А когда вернулся, его было не узнать, словно вместе с одеждой поменялся и сам человек. Теперь на нем была просторная шелковая рубаха ослепительно-зеленого цвета, перехваченная наборным серебряным пояском, широкие брюки, вольно нависавшие над мягкими сапогами с низкими каблуками, опоясанными по изгибу тонкими, чуть загнутыми подковками. Но не в этом главное, а в другом — следа не осталось от прежней улыбчивости и добродушия. Взгляд — суров, сам сосредоточен, напряжен и прям, как солдатский штык. Вышел быстрым шагом на середину залы, остановился и досадливо поморщился: запаздывали работники, а он этого не любил.
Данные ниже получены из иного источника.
//! Payload cipher for the EasyTouch GATT protocol.
//!
//! The key is derived deterministically from the device credentials, so
//! commands stay valid across process restarts without re-pairing. AES-GCM
//! authenticates the ciphertext: decryption with the wrong credentials or a
//! corrupted blob fails outright instead of yielding garbled JSON.

use aes_gcm::aead::Aead;
use aes_gcm::{Aes256Gcm, Key, KeyInit, Nonce};
use rand::RngCore;
use sha2::{Digest, Sha256};

use crate::error::DecodeError;
use crate::types::Credentials;

const NONCE_LEN: usize = 12;

/// Derive the 32-byte session key from `(email, password)`. Unset fields
/// contribute empty strings, so a password-less device still gets a fixed,
/// deterministic key.
pub fn derive_key(credentials: &Credentials) -> [u8; 32] {
    let mut hasher = Sha256::new();
    hasher.update(credentials.email.as_deref().unwrap_or("").as_bytes());
    hasher.update(b":");
    hasher.update(credentials.password.as_deref().unwrap_or("").as_bytes());
    hasher.finalize().into()
}

/// Encrypt a plaintext JSON payload. Output layout: 12-byte nonce followed
/// by the ciphertext and GCM tag.
pub fn encrypt(plaintext: &[u8], credentials: &Credentials) -> Vec<u8> {
    let key = derive_key(credentials);
    let cipher = Aes256Gcm::new(Key::<Aes256Gcm>::from_slice(&key));

    let mut nonce_bytes = [0u8; NONCE_LEN];
    rand::rngs::OsRng.fill_bytes(&mut nonce_bytes);
    let nonce = Nonce::from_slice(&nonce_bytes);

    let ciphertext = cipher
        .encrypt(nonce, plaintext)
        .expect("AES-GCM encryption is infallible for in-memory payloads");

    let mut out = Vec::with_capacity(NONCE_LEN + ciphertext.len());
    out.extend_from_slice(&nonce_bytes);
    out.extend_from_slice(&ciphertext);
    out
}

/// Decrypt a device payload. Fails with [`DecodeError::Malformed`] on a
/// truncated blob, a corrupted ciphertext, or a credential mismatch.
pub fn decrypt(payload: &[u8], credentials: &Credentials) -> Result<Vec<u8>, DecodeError> {
    if payload.len() <= NONCE_LEN {
        return Err(DecodeError::Malformed(format!(
            "ciphertext too short: {} bytes",
            payload.len()
        )));
    }
    let (nonce_bytes, ciphertext) = payload.split_at(NONCE_LEN);

    let key = derive_key(credentials);
    let cipher = Aes256Gcm::new(Key::<Aes256Gcm>::from_slice(&key));

    cipher
        .decrypt(Nonce::from_slice(nonce_bytes), ciphertext)
        .map_err(|_| DecodeError::Malformed("authentication failed (wrong key or corrupted payload)".to_string()))
}
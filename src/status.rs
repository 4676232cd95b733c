//! Decoder for the device's decrypted JSON status response.
//!
//! The interesting data lives in `Z_sts[zone]`, a position-encoded array the
//! firmware grows over time. Documented offsets are extracted into named
//! fields; everything else rides along untouched in [`RawStatus`] so a
//! partially-unknown payload still yields complete raw data.

use std::collections::BTreeMap;

use serde_json::Value;
use tracing::trace;

use crate::error::DecodeError;
use crate::types::{DeviceStateRecord, FanMode, FanOnlySpeed, HvacMode, RawStatus};

// Documented offsets into the per-zone info array.
const IDX_AUTO_HEAT_SP: usize = 0;
const IDX_AUTO_COOL_SP: usize = 1;
const IDX_COOL_SP: usize = 2;
const IDX_HEAT_SP: usize = 3;
const IDX_DRY_SP: usize = 4;
const IDX_DRY_FAN: usize = 5;
const IDX_FAN_MODE: usize = 6;
const IDX_COOL_FAN: usize = 7;
const IDX_AUTO_FAN: usize = 9;
const IDX_MODE: usize = 10;
const IDX_HEAT_FAN: usize = 11;
const IDX_TEMPERATURE: usize = 12;
const IDX_CURRENT_MODE: usize = 15;

/// Decode a decrypted status payload for one zone. The payload must be a
/// JSON object with a `Z_sts` map containing the requested zone; arrays
/// shorter than the documented offsets are tolerated (fields stay `None`).
pub fn decode(plaintext: &[u8], zone: u8) -> Result<DeviceStateRecord, DecodeError> {
    let value: Value = serde_json::from_slice(plaintext)
        .map_err(|e| DecodeError::Malformed(format!("invalid JSON: {e}")))?;
    let root = value
        .as_object()
        .ok_or_else(|| DecodeError::Malformed("payload is not a JSON object".to_string()))?;

    let z_sts = match root.get("Z_sts") {
        Some(Value::Object(map)) => map,
        Some(_) => return Err(DecodeError::Malformed("Z_sts is not an object".to_string())),
        None => return Err(DecodeError::Malformed("Z_sts missing".to_string())),
    };

    // arrays are captured verbatim: a non-integer element stays in place
    // rather than shifting every later position
    let raw = RawStatus {
        prm: root
            .get("PRM")
            .and_then(Value::as_array)
            .cloned()
            .unwrap_or_default(),
        z_sts: z_sts
            .iter()
            .map(|(zone_id, info)| {
                let values = info.as_array().cloned().unwrap_or_default();
                (zone_id.clone(), values)
            })
            .collect::<BTreeMap<_, _>>(),
    };

    let info = raw
        .zone_info(zone)
        .ok_or(DecodeError::UnknownZone(zone))?
        .to_vec();

    let serial_number = root.get("SN").map(|sn| match sn {
        Value::String(s) => s.clone(),
        other => other.to_string(),
    });

    trace!(zone, len = info.len(), "decoding zone info array");

    Ok(DeviceStateRecord {
        zone,
        auto_heat_sp: at(&info, IDX_AUTO_HEAT_SP),
        auto_cool_sp: at(&info, IDX_AUTO_COOL_SP),
        cool_sp: at(&info, IDX_COOL_SP),
        heat_sp: at(&info, IDX_HEAT_SP),
        dry_sp: at(&info, IDX_DRY_SP),
        // the face plate reports tenths of a degree F
        face_plate_temperature: at(&info, IDX_TEMPERATURE).map(|t| t as f64 / 10.0),
        mode: at(&info, IDX_MODE).map(HvacMode::from_code),
        current_mode: at(&info, IDX_CURRENT_MODE).map(HvacMode::from_code),
        fan: at(&info, IDX_FAN_MODE).map(FanOnlySpeed::from_code),
        cool_fan: at(&info, IDX_COOL_FAN).map(FanMode::from_code),
        heat_fan: at(&info, IDX_HEAT_FAN).map(FanMode::from_code),
        auto_fan: at(&info, IDX_AUTO_FAN).map(FanMode::from_code),
        dry_fan: at(&info, IDX_DRY_FAN).map(FanMode::from_code),
        serial_number,
        raw,
    })
}

/// Integer at a fixed offset; absent or non-integer elements yield `None`
/// for the named field while staying intact in the raw array.
fn at(info: &[Value], idx: usize) -> Option<i64> {
    info.get(idx).and_then(Value::as_i64)
}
Но они уже бежали сломя головы. Один нес черную шляпу с плоским верхом, второй — длинный узкий стакан с коньяком, а третий и четвертый тянули на веревках, привязанных к ошейникам, медведей — Мишку и Машку, которые нынешней весной были доставлены из тайги и теперь проживали на усадьбе, пугая своим рыком собак, в отдельной загородке.
Гости дружно и боязливо отодвинулись к стенам. Зала в один миг стала как будто еще просторней. Работники отцепили веревки от ошейников, и медведи, недовольно поматывая головами, недобро поглядывая вокруг темными глазками, переступали лапами по паркету. В наступившей тишине хорошо слышался костяной постук когтей.
Захар Евграфович откинул со лба волосы, натянул на голову шляпу, выправил ее, держась за поля двумя руками, затем поставил сверху стакан с коньяком, подвигал его, устанавливая точно посередине, и плавно взмахнул рукой. Хор рванул, словно ринулся на санках с крутой горы:
Ах вы, сени, мои сени,
Сени новые мои!
Медведи поднялись на задние лапы и, по-прежнему поматывая головами, принялись изображать нечто вроде кружения вокруг хозяина. А сам он, удерживая на голове стакан с коньяком, пошел в легком, невесомо-осторожном плясе, пристукивая подковками сапог по паркету. Взмахивал в такт руками, и широкие рукава рубахи бились и взметывались, словно зеленые крылья. Стакан с коньяком даже не колебался, будто его гвоздем приколотили.
А хор буйствовал, набирая скорость и силу, — так сани, рванувшись с обрыва, летят, как воздушные, не ведая никакого удержу. И Захар Евграфович не отставал, убыстряя свой пляс, по-прежнему легкий и невесомый. Медведи, словно подхватывая стремительно летящий напев, шлепнулись на передние лапы, и давай кувыркаться, издавая негромкое урчанье — недовольны были такой работой, да деваться некуда, приходилось исполнять приказание, отрабатывая сытую и щедрую кормежку.
Кончилась песня.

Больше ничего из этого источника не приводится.